- [Assignment]: Among the records that follow, find the line with "pub mod session;" and the line with "pub use navigation::directions_url;". Set down those lines and all lines between them exactly, without adding anything.

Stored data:
<<<<

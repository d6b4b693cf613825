pub mod app_config;
pub mod case;
pub mod config;
pub mod eta;
pub mod geo;
pub mod navigation;
pub mod ranking;
pub mod sample;
pub mod session;

pub use app_config::{AppConfig, Environment};
pub use case::new_case_id;
pub use config::{load_app_config, load_app_config_from_env};
pub use eta::EtaModel;
pub use geo::{haversine_km, Coordinate, EARTH_RADIUS_KM};
pub use navigation::directions_url;
pub use ranking::{rank_hospitals, HospitalStatus, RankedHospital, RankingProfile};
pub use session::DriverSession;

use thiserror::Error;

#[derive(Debug, Error)]
pub enum CoreError {
    #[error("coordinate out of range: latitude={latitude}, longitude={longitude}")]
    CoordinateOutOfRange { latitude: f64, longitude: f64 },

    #[error("Please fill all fields (missing {0})")]
    MissingField(&'static str),
}

#[derive(Debug, Error)]
pub enum ConfigError {
    #[error("invalid value for {var}: {reason}")]
    InvalidEnvVar { var: String, reason: String },
}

>>>>

- [Worked solution]:
pub mod session;

pub use app_config::{AppConfig, Environment};
pub use case::new_case_id;
pub use config::{load_app_config, load_app_config_from_env};
pub use eta::EtaModel;
pub use geo::{haversine_km, Coordinate, EARTH_RADIUS_KM};
pub use navigation::directions_url;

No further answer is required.